Lakshmikant Chauhan (Akshay Kumar), a welder by profession is a married man who deeply loves his wife Gayatri (Radhika Apte), so much so that he is always on a lookout to make her life better by bringing solutions to her everyday problems. He sees her crying while cutting onions and he comes up with an idea of an inventive contraption machine to do the job. She feels uncomfortable sitting on the backseat of his cycle and he fixes a wooden seat behind. So when he realizes that she uses an unclean cloth during her periods, worried that she might get an infection, he buys sanitary napkins for her. But she, dissuaded by the high price, firmly refuses to use them. Undeterred, a tenacious Lakshmi sets upon a mission to find the solution himself. However, menstruation being a taboo that it is in India, he is met with public humiliation and shame which forces him to leave the village. Pained and hurt by the shame his wife goes through, he resolutely decides to come back with a restored dignity. After countless failures and challenges, his invention finally materializes.
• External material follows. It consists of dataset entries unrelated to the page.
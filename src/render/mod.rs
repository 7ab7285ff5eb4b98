//! PDF layout engine
//!
//! A small flowable-based layout engine on top of `lopdf`:
//! - `fonts`: base-14 Helvetica metrics, WinAnsi encoding, word wrap
//! - `canvas`: per-page drawing surface that records content operators
//! - `layout`: flowables (paragraphs, tables, images, spacers) and pagination
//! - `writer`: assembles pages into a PDF byte stream
//!
//! Output is a pure function of the flowables: no timestamps, no random
//! document identifiers.

mod canvas;
mod fonts;
mod layout;
mod writer;

use thiserror::Error;

pub use canvas::PageCanvas;
pub use fonts::{encode_win_ansi, wrap_text, Font};
pub use layout::{Alignment, DocTemplate, Flowable, ParagraphStyle, Table, TableStyle};

/// Failure of the PDF engine itself
#[derive(Debug, Error)]
pub enum RenderError {
    #[error("Failed to encode page content: {0}")]
    Content(String),

    #[error("Failed to serialize PDF: {0}")]
    Serialize(String),

    #[error("Layout error: {0}")]
    Layout(String),
}

/// RGB color with components in 0.0..=1.0
#[derive(Debug, Clone, Copy, PartialEq)]
pub struct Color {
    pub r: f32,
    pub g: f32,
    pub b: f32,
}

impl Color {
    pub const BLACK: Color = Color::rgb(0.0, 0.0, 0.0);
    pub const GREY: Color = Color::rgb(0.5, 0.5, 0.5);
    pub const DARK_BLUE: Color = Color::rgb(0.0, 0.0, 0.545);

    pub const fn rgb(r: f32, g: f32, b: f32) -> Self {
        Self { r, g, b }
    }
}

/// Page size and margins in points
#[derive(Debug, Clone, Copy, PartialEq)]
pub struct PageGeometry {
    pub width: f32,
    pub height: f32,
    pub margin_left: f32,
    pub margin_right: f32,
    pub margin_top: f32,
    pub margin_bottom: f32,
}

impl PageGeometry {
    /// A4 portrait
    pub const A4_WIDTH: f32 = 595.2756;
    pub const A4_HEIGHT: f32 = 841.8898;

    /// A4 with the catalog margins (40 left/right, 80 top, 60 bottom)
    pub const fn catalog_a4() -> Self {
        Self {
            width: Self::A4_WIDTH,
            height: Self::A4_HEIGHT,
            margin_left: 40.0,
            margin_right: 40.0,
            margin_top: 80.0,
            margin_bottom: 60.0,
        }
    }

    pub fn frame_left(&self) -> f32 {
        self.margin_left
    }

    pub fn frame_right(&self) -> f32 {
        self.width - self.margin_right
    }

    pub fn frame_top(&self) -> f32 {
        self.height - self.margin_top
    }

    pub fn frame_bottom(&self) -> f32 {
        self.margin_bottom
    }

    pub fn frame_width(&self) -> f32 {
        self.frame_right() - self.frame_left()
    }

    pub fn frame_height(&self) -> f32 {
        self.frame_top() - self.frame_bottom()
    }
}

impl Default for PageGeometry {
    fn default() -> Self {
        Self::catalog_a4()
    }
}

/// A decoded image ready for embedding as a DCT-encoded XObject
#[derive(Debug, Clone, PartialEq, Eq)]
pub struct EmbeddedImage {
    /// Pixel width
    pub width: u32,
    /// Pixel height
    pub height: u32,
    /// Baseline JPEG bytes (DeviceRGB, 8 bits per component)
    pub jpeg: Vec<u8>,
}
A serendipitous meet with a perky and smart city girl Pari (Sonam Kapoor), daughter of an IIT professor, enables him to showcase his innovation to the rest of the world.
Akshay Kumar shines through in his role, bringing out both the comical as well as earnest side of the character. Radhika Apte beautifully supports him. Sonam Kapoor, being her chirpy self, is refreshing in later half.
Sometimes the movie does slide into sermonizing melodrama, but owing to the smooth progression of the narrative and funny moments peppered sufficiently, it quickly comes back on track.
For a film with a social message, it’s a no mean feat to be both entertaining and educative at the same time. But ‘Padman’ manages to score high on both counts. With women’s issues gaining prominence in recent period, this film couldn’t have come out at a more opportune time. There is no shame in discussing about periods, is a message resonated loud and clear by the end, leaving us a tad more, if not wholly, sensitized towards women’s health and menstruation issues.